- Alemanha busca ampliar poderes de espionagem para enfrentar ameaças híbridas, como parte de um suposto “mudança de paradigma” para equiparar-se a parceiros europeus.
- O objetivo inclui permitir que o serviço externo, a Agência Federal de Inteligência (BND), utilize ferramentas de vigilância mais intrusivas e armazenar dados por até um ano.
- Frei prevê ampliar competências da BND para interromper ligações de rádio durante ataques com drones e neutralizar carteiras de criptomoedas usadas para financiar crimes.
- A reforma, que ainda precisa de projeto de lei, deve tramitar na Bundestag neste ano; há resistência de partidos de oposição e mudança de supervisão para o comitê de controle de inteligência do parlamento.
- Os orçamentos da BND e da agência de inteligência doméstica, a BfV, já cresceram mais de vinte e cinco por cento neste ano.
Germany busca ampliar poderes de espionagem para enfrentar ameaças híbridas crescentes
O governo alemão pretende ampliar as capacidades de suas agências de inteligência para enfrentar ameaças híbridas em ascensão. A medida surge em meio a limites históricos do país, estabelecidos após a era nazista, que restringem operações de inteligência.
Thorsten Frei, chefe do gabinete da chanceler, afirma que é necessário um mudança de paradigma para permitir que o serviço externo BND utilize ferramentas de vigilância mais intrusivas, incluindo acesso a telefones móveis privados e armazenamento de dados por até um ano.
O objetivo, segundo Frei, é nivelar as condições com parceiros europeus na coleta de informações. Ele destaca que as ameaças estão aumentando e que a simples coleta de dados pode não ser suficiente para proteger o país.

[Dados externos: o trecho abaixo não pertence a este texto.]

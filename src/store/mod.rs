// src/store/mod.rs
pub mod memory;

#[cfg(feature = "postgres")]
pub mod postgres;

use std::collections::BTreeMap;

use async_trait::async_trait;
use chrono::{DateTime, Utc};
use serde::{Deserialize, Serialize};

use crate::error::Error;

pub use memory::MemoryStore;

#[cfg(feature = "postgres")]
pub use postgres::PostgresStore;

/// Upper bound on the number of items in one atomic multi-item write,
/// matching the documented limit of the backing store.
pub const MAX_TRANSACT_ITEMS: usize = 25;

/// How long a committed idempotency token stays bound to its operation
/// set, matching the assumed managed-store default. Callers must not
/// rely on replay protection beyond this window.
pub const DEFAULT_IDEMPOTENCY_WINDOW: std::time::Duration =
    std::time::Duration::from_secs(600);

/// A single attribute value.
///
/// Variant order matters: `serde(untagged)` tries variants top to bottom,
/// so `Timestamp` must precede `String` for RFC 3339 values to survive a
/// JSON round trip, and `Int` must precede `Float` so whole numbers stay
/// integral.
#[derive(Debug, Clone, Serialize, Deserialize, PartialEq)]
#[serde(untagged)]
pub enum AttrValue {
    Bool(bool),
    Int(i64),
    Float(f64),
    Timestamp(DateTime<Utc>),
    String(String),
}

impl AttrValue {
    pub fn as_str(&self) -> Option<&str> {
        match self {
            AttrValue::String(s) => Some(s),
            _ => None,
        }
    }

    pub fn as_int(&self) -> Option<i64> {
        match self {
            AttrValue::Int(i) => Some(*i),
            _ => None,
        }
    }

    pub fn as_float(&self) -> Option<f64> {
        match self {
            AttrValue::Float(f) => Some(*f),
            AttrValue::Int(i) => Some(*i as f64),
            _ => None,
        }
    }

    pub fn as_bool(&self) -> Option<bool> {
        match self {
            AttrValue::Bool(b) => Some(*b),
            _ => None,
        }
    }

    pub fn as_timestamp(&self) -> Option<DateTime<Utc>> {
        match self {
            AttrValue::Timestamp(t) => Some(*t),
            _ => None,
        }
    }
}

impl From<&str> for AttrValue {
    fn from(value: &str) -> Self {
        AttrValue::String(value.to_string())
    }
}

impl From<String> for AttrValue {
    fn from(value: String) -> Self {
        AttrValue::String(value)
    }
}

impl From<i64> for AttrValue {
    fn from(value: i64) -> Self {
        AttrValue::Int(value)
    }
}

impl From<f64> for AttrValue {
    fn from(value: f64) -> Self {
        AttrValue::Float(value)
    }
}

/// One stored record: attribute name to value, key attributes included.
pub type Item = BTreeMap<String, AttrValue>;

/// Primary key of an item: partition key plus sort key within the partition.
#[derive(Debug, Clone, PartialEq, Eq, PartialOrd, Ord, Serialize, Deserialize)]
pub struct ItemKey {
    pub partition: String,
    pub sort: String,
}

impl ItemKey {
    pub fn new(partition: impl Into<String>, sort: impl Into<String>) -> Self {
        Self {
            partition: partition.into(),
            sort: sort.into(),
        }
    }
}

/// Names of the attributes holding the partition and sort key of a table.
#[derive(Debug, Clone)]
pub struct KeySchema {
    pub partition_attr: String,
    pub sort_attr: String,
}

impl KeySchema {
    pub fn new(partition_attr: impl Into<String>, sort_attr: impl Into<String>) -> Self {
        Self {
            partition_attr: partition_attr.into(),
            sort_attr: sort_attr.into(),
        }
    }
}

/// A secondary index re-keying the partition on another attribute.
#[derive(Debug, Clone)]
pub struct IndexDef {
    pub name: String,
    pub sort_attr: String,
}

impl IndexDef {
    pub fn new(name: impl Into<String>, sort_attr: impl Into<String>) -> Self {
        Self {
            name: name.into(),
            sort_attr: sort_attr.into(),
        }
    }
}

/// Write precondition, evaluated against the current item state at the
/// store's commit point.
#[derive(Debug, Clone, Serialize)]
pub enum Condition {
    /// The named attribute currently equals the given value. Implies the
    /// item exists.
    Equals { attr: String, value: AttrValue },
    Exists,
    NotExists,
}

impl Condition {
    pub fn equals(attr: impl Into<String>, value: impl Into<AttrValue>) -> Self {
        Condition::Equals {
            attr: attr.into(),
            value: value.into(),
        }
    }
}

/// Partial update: attributes to set and attributes to remove.
#[derive(Debug, Clone, Default, Serialize)]
pub struct UpdateExpr {
    pub set: Vec<(String, AttrValue)>,
    pub remove: Vec<String>,
}

impl UpdateExpr {
    pub fn new() -> Self {
        Self::default()
    }

    pub fn set(mut self, attr: impl Into<String>, value: impl Into<AttrValue>) -> Self {
        self.set.push((attr.into(), value.into()));
        self
    }

    pub fn remove(mut self, attr: impl Into<String>) -> Self {
        self.remove.push(attr.into());
        self
    }
}

/// One element of an atomic multi-item write.
#[derive(Debug, Clone, Serialize)]
pub struct TransactUpdate {
    pub key: ItemKey,
    pub update: UpdateExpr,
    pub condition: Option<Condition>,
}

/// Range query over one partition.
///
/// `limit` caps the number of *key-matched* items scanned, before any
/// `filter` is applied; short filtered pages are the caller's problem to
/// compensate for. `last_key` in the resulting [`Page`] is `None` only
/// when the scan is genuinely exhausted.
#[derive(Debug, Clone)]
pub struct Query {
    pub partition: String,
    pub sort_prefix: Option<String>,
    pub sort_between: Option<(String, String)>,
    pub filter: Option<(String, AttrValue)>,
    pub limit: Option<usize>,
    pub start_after: Option<ItemKey>,
}

impl Query {
    pub fn partition(partition: impl Into<String>) -> Self {
        Self {
            partition: partition.into(),
            sort_prefix: None,
            sort_between: None,
            filter: None,
            limit: None,
            start_after: None,
        }
    }

    pub fn sort_prefix(mut self, prefix: impl Into<String>) -> Self {
        self.sort_prefix = Some(prefix.into());
        self
    }

    pub fn sort_between(mut self, low: impl Into<String>, high: impl Into<String>) -> Self {
        self.sort_between = Some((low.into(), high.into()));
        self
    }

    pub fn filter(mut self, attr: impl Into<String>, value: impl Into<AttrValue>) -> Self {
        self.filter = Some((attr.into(), value.into()));
        self
    }

    pub fn limit(mut self, limit: usize) -> Self {
        self.limit = Some(limit);
        self
    }

    pub fn start_after(mut self, key: ItemKey) -> Self {
        self.start_after = Some(key);
        self
    }
}

/// One page of query results with the cursor to resume from.
#[derive(Debug, Clone)]
pub struct Page {
    pub items: Vec<Item>,
    pub last_key: Option<ItemKey>,
}

/// The external partitioned key-value store contract.
///
/// Implementations must provide: conditional single-key writes committed
/// only if the precondition holds at commit time with no interleaving
/// writer, all-or-nothing multi-item transactions linearizable against
/// other transactions on the same keys, and strict read-after-write
/// consistency on point reads.
#[async_trait]
pub trait ItemStore: Send + Sync {
    /// Strongly consistent point read.
    async fn get(&self, key: &ItemKey) -> Result<Option<Item>, Error>;

    /// Full-item write. With no condition this is an upsert.
    async fn put(&self, key: ItemKey, item: Item, condition: Option<Condition>)
    -> Result<(), Error>;

    /// Partial update of an existing item. A missing item fails the
    /// precondition regardless of `condition`; the primitive does not
    /// create items.
    async fn update(
        &self,
        key: &ItemKey,
        update: UpdateExpr,
        condition: Option<Condition>,
    ) -> Result<(), Error>;

    async fn delete(&self, key: &ItemKey) -> Result<(), Error>;

    /// Range scan within a partition. See [`Query`] for limit/filter
    /// ordering semantics.
    async fn query(&self, query: Query) -> Result<Page, Error>;

    /// Point/range lookup through a registered secondary index.
    async fn query_index(
        &self,
        index: &str,
        partition: &str,
        value: &AttrValue,
    ) -> Result<Vec<Item>, Error>;

    /// Atomic multi-item conditional write, all-or-nothing.
    ///
    /// With an idempotency token: resubmission of the identical operation
    /// set within the idempotency window returns the original success
    /// without re-execution; resubmission with a different set fails with
    /// `IdempotencyConflict`. Tokens bind only on commit; an aborted
    /// transaction leaves its token free.
    async fn transact_update(
        &self,
        ops: Vec<TransactUpdate>,
        token: Option<&str>,
    ) -> Result<(), Error>;
}

/// Canonical fingerprint of an operation set, used to detect idempotency
/// token reuse across different requests.
pub(crate) fn fingerprint_ops(ops: &[TransactUpdate]) -> Result<String, Error> {
    let encoded = serde_json::to_string(ops).map_err(|e| Error::Serialize(e.to_string()))?;
    Ok(blake3::hash(encoded.as_bytes()).to_hex().to_string())
}

/// Reject transact batches the store would refuse, before any I/O.
pub(crate) fn validate_transact_ops(ops: &[TransactUpdate]) -> Result<(), Error> {
    if ops.is_empty() {
        return Err(Error::InvalidRequest(
            "transaction contains no operations".to_string(),
        ));
    }
    if ops.len() > MAX_TRANSACT_ITEMS {
        return Err(Error::InvalidRequest(format!(
            "transaction contains {} operations, limit is {}",
            ops.len(),
            MAX_TRANSACT_ITEMS
        )));
    }
    Ok(())
}

#[cfg(test)]
mod tests {
    use super::*;

    #[test]
    fn attr_value_accessors() {
        assert_eq!(AttrValue::from("SHOW").as_str(), Some("SHOW"));
        assert_eq!(AttrValue::Int(90).as_int(), Some(90));
        assert_eq!(AttrValue::Float(25.5).as_float(), Some(25.5));
        assert_eq!(AttrValue::Int(25).as_float(), Some(25.0));
        assert_eq!(AttrValue::Bool(true).as_bool(), Some(true));
        assert_eq!(AttrValue::from("x").as_int(), None);
    }

    #[test]
    fn timestamp_survives_json_round_trip() {
        let ts = "2026-03-14T19:30:00Z".parse::<DateTime<Utc>>().unwrap();
        let encoded = serde_json::to_string(&AttrValue::Timestamp(ts)).unwrap();
        let decoded: AttrValue = serde_json::from_str(&encoded).unwrap();
        assert_eq!(decoded.as_timestamp(), Some(ts));
    }

    #[test]
    fn plain_string_does_not_become_timestamp() {
        let decoded: AttrValue = serde_json::from_str("\"TICKET#C1\"").unwrap();
        assert_eq!(decoded, AttrValue::from("TICKET#C1"));
    }

    #[test]
    fn whole_number_stays_integral() {
        let decoded: AttrValue = serde_json::from_str("90").unwrap();
        assert_eq!(decoded, AttrValue::Int(90));
        let decoded: AttrValue = serde_json::from_str("25.5").unwrap();
        assert_eq!(decoded, AttrValue::Float(25.5));
    }

    #[test]
    fn fingerprint_is_order_sensitive_and_stable() {
        let op = |sort: &str| TransactUpdate {
            key: ItemKey::new("show-1", sort),
            update: UpdateExpr::new().set("status", "RESERVED"),
            condition: Some(Condition::equals("status", "AVAILABLE")),
        };

        let a = fingerprint_ops(&[op("TICKET#A"), op("TICKET#B")]).unwrap();
        let b = fingerprint_ops(&[op("TICKET#A"), op("TICKET#B")]).unwrap();
        let c = fingerprint_ops(&[op("TICKET#B"), op("TICKET#A")]).unwrap();
        assert_eq!(a, b);
        assert_ne!(a, c);
    }

    #[test]
    fn transact_batch_limits() {
        assert!(validate_transact_ops(&[]).is_err());

        let op = TransactUpdate {
            key: ItemKey::new("show-1", "TICKET#A"),
            update: UpdateExpr::new().set("status", "RESERVED"),
            condition: None,
        };
        let ops = vec![op; MAX_TRANSACT_ITEMS + 1];
        assert!(matches!(
            validate_transact_ops(&ops),
            Err(Error::InvalidRequest(_))
        ));
        assert!(validate_transact_ops(&ops[..MAX_TRANSACT_ITEMS]).is_ok());
    }
}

Potenciais mudanças operacionais
Além de coletar e analisar dados, Frei propõe que o BND tenha poder para perturbar ligações de rádio durante ataques com drones e desativar wallets de criptomoedas usadas para financiar crimes. A ideia é acelerar respostas em operações críticas.
O governo planeja apresentar a reforma do BND ainda neste ano, enfrentando resistência da oposição. Não há projeto de lei encaminhado ao Bundestag até o momento. A supervisão passaria a ocorrer principalmente no comitê de controle de inteligência do parlamento.
Críticas e contornos legais
A oposição critica a proposta e teme erosão de salvaguardas democráticas. A senadora de esquerda Clara Buenger afirma que ampliar retenção de dados e reduzir órgãos de supervisão representa um salto perigoso de poder.
Separadamente, o ministro do Interior, Alexander Dobrindt, defende medidas similares para o BfV, a inteligência doméstica, visando ampliar métodos de vigilância e capacidades operacionais. O orçamento das duas agências já registrou aumento acima de 25% neste ano.